Another aspect of this study shows that most of the women who participated in this study reported positive reflections from their sexual partner(s) after disclosure (82%) and 25% of them decided to take the HIV test. The support from the sexual partner was described as understanding and without violence and bad behavior. In similar studies done in Tanzania and Kenya, participants reported 91.7% and 87.5% positive reflections, respectively [54, 55]. Due to this increasing trend, it is advised that HIV care and counseling centers should encourage and counsel people living with HIV to disclose their status [18, 56]. However, some women reported negative reactions including divorce/separation, abandonment, stigma, and discrimination from their partners [11, 35]. For those who disclosed their status to at least one person (including sexual partner or anyone else) (n = 160), almost all of the reflections received from the community were negative such as stigmatization and discrimination, ignorance, and encounter with improper behavior in society even as far as healthcare centers.
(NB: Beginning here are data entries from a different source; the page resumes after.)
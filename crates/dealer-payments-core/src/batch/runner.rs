use rust_decimal::Decimal;
use serde::{Deserialize, Serialize};
use tracing::warn;

use crate::calculators::{calculate, CalculationContext, CalculationRequest};
use crate::pricing::rounding::round_whole;
use crate::types::{CalculationType, Money, PaymentResult, Vehicle};
use crate::EngineResult;

/// Outcome for one vehicle in a batch.
#[derive(Debug, Clone, Serialize, Deserialize)]
pub struct BatchItemResult {
    pub vin: String,
    pub stock_number: String,
    pub success: bool,
    #[serde(skip_serializing_if = "Option::is_none")]
    pub payment: Option<Money>,
    #[serde(skip_serializing_if = "Option::is_none")]
    pub total_at_signing: Option<Money>,
    #[serde(skip_serializing_if = "Option::is_none")]
    pub error: Option<String>,
    #[serde(skip_serializing_if = "Option::is_none")]
    pub calculation: Option<PaymentResult>,
}

impl BatchItemResult {
    /// Capture a calculation outcome. Errors become a failed row.
    pub fn from_outcome(vehicle: &Vehicle, outcome: EngineResult<PaymentResult>) -> Self {
        match outcome {
            Ok(result) => BatchItemResult {
                vin: vehicle.vin.clone(),
                stock_number: vehicle.stock_no.clone(),
                success: true,
                payment: Some(result.payment),
                total_at_signing: Some(result.total_at_signing),
                error: None,
                calculation: Some(result),
            },
            Err(e) => {
                warn!(vin = %vehicle.vin, error = %e, "batch calculation failed");
                Self::failed(vehicle, e.to_string())
            }
        }
    }

    pub fn failed(vehicle: &Vehicle, error: impl Into<String>) -> Self {
        BatchItemResult {
            vin: vehicle.vin.clone(),
            stock_number: vehicle.stock_no.clone(),
            success: false,
            payment: None,
            total_at_signing: None,
            error: Some(error.into()),
            calculation: None,
        }
    }
}

#[derive(Debug, Clone, Serialize, Deserialize)]
pub struct BatchSummary {
    #[serde(rename = "type")]
    pub calculation_type: CalculationType,
    pub total: usize,
    pub successful: usize,
    pub failed: usize,
    /// Mean of the positive successful payments, rounded to a whole unit
    pub average_payment: Money,
    pub results: Vec<BatchItemResult>,
}

/// Calculate every vehicle independently. A failure is recorded on its row
/// and never stops the rest of the batch.
pub fn run_batch(ctx: &CalculationContext<'_>, vehicles: &[Vehicle], request: &CalculationRequest) -> BatchSummary {
    let results = vehicles
        .iter()
        .map(|v| BatchItemResult::from_outcome(v, calculate(ctx, v, request)))
        .collect();
    summarize(request.calculation_type(), results)
}

/// Aggregate per-vehicle outcomes into a summary.
///
/// Vehicles that priced to zero (no usable price) count as successful but are
/// left out of the average.
pub fn summarize(calculation_type: CalculationType, results: Vec<BatchItemResult>) -> BatchSummary {
    let successful = results.iter().filter(|r| r.success).count();
    let priced: Vec<Money> = results
        .iter()
        .filter(|r| r.success)
        .filter_map(|r| r.payment)
        .filter(|p| *p > Decimal::ZERO)
        .collect();
    let average_payment = if priced.is_empty() {
        Decimal::ZERO
    } else {
        round_whole(priced.iter().copied().sum::<Money>() / Decimal::from(priced.len()))
    };

    BatchSummary {
        calculation_type,
        total: results.len(),
        successful,
        failed: results.len() - successful,
        average_payment,
        results,
    }
}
The present study documents that the prevalence of disclosure among WLHIV is high though it may not be expandable to the whole HIV-positive population in Iran. Additionally, it shows that being aware of a sexual partner’s HIV serostatus and gaining support from a sexual partner are significantly associated with HIV status disclosure. Although more research is needed to elucidate the exact effect of gender inequality in the disclosure of HIV status, it could be postulated as one of the critical factors that influence WLHIV’s life. A limitation of this study arises from the population, which was drawn from only the Consulting Clinic of Behavioral‏ Disorders and Positive Club of Imam Khomeini Hospital. Hence, the HIV status disclosure rate may be different from other People Living with HIV who do not seek care or live in rural areas since the status of patients attending hospitals is known to their healthcare providers. Thus, they may feel comfortable disclosing their seropositive status to others as well. Also, the number of people who did not disclose to anyone (except healthcare providers) was less, therefore we could not perform the statistical test for them and subsequently reported non-disclosure reasons in percentages.

Conclusion

The findings of this study show high overall HIV disclosure proportions. It should be noted that a large number of women were infected by their sexual partners, especially by their spouses. The high rate of transmission in married people indicates an urgent need for more emphasis on appropriate prevention behaviors by infected partners. Additionally, it is well established that the prevention programs and early testing programs reduce the probability of infection transmission, especially in couples, and have significant economic and social benefits. Also, further studies are needed to make a reliable conclusion on the deterrent reasons of individuals from disclosing HIV status to sexual partners. The involvement of partners of PLHIV can create a sense of companionship and enable PLHIV to regain control over their lives. Information about sexual behavior is essential to plan for preventive strategy and to correct public perception of sexual behavior hence, more studies are needed about sexual behavior in Asia and the Middle East including Iran. Lastly, targeted training of healthcare providers to combat stigma in their facilities could guarantee the correct provision of information about family planning, HIV, and other STIs to patients. To implement U=U successfully and significantly reduce infection transmission among sexual partners, continuous viral monitoring to a level of < 200 copies/ml, easy access to testing and treatment as well as interventions to attain and sustain viral suppression are needed.